//! Create and mutate conda environments.
//!
//! This crate ties the workspace together: repodata acquired through
//! `krait_repodata` feeds the solver in `krait_solve`; the resulting desired
//! state is diffed against the installed packages into a
//! [`install::Transaction`]; and the [`installer::Installer`] drives the
//! download/extract pipeline and the link engine to apply it to a
//! [`prefix::Prefix`].

#![deny(missing_docs)]

pub mod error;
pub mod install;
pub mod installer;
pub mod prefix;

pub use error::{ExitCode, KraitError};
pub use install::{InstallOptions, Transaction, TransactionOperation};
pub use installer::Installer;
pub use prefix::Prefix;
.....
▶ Requirement:
Return every line above that contains the word "Transaction".

▶ Solution to the problem:
//! [`install::Transaction`]; and the [`installer::Installer`] drives the
pub use install::{InstallOptions, Transaction, TransactionOperation};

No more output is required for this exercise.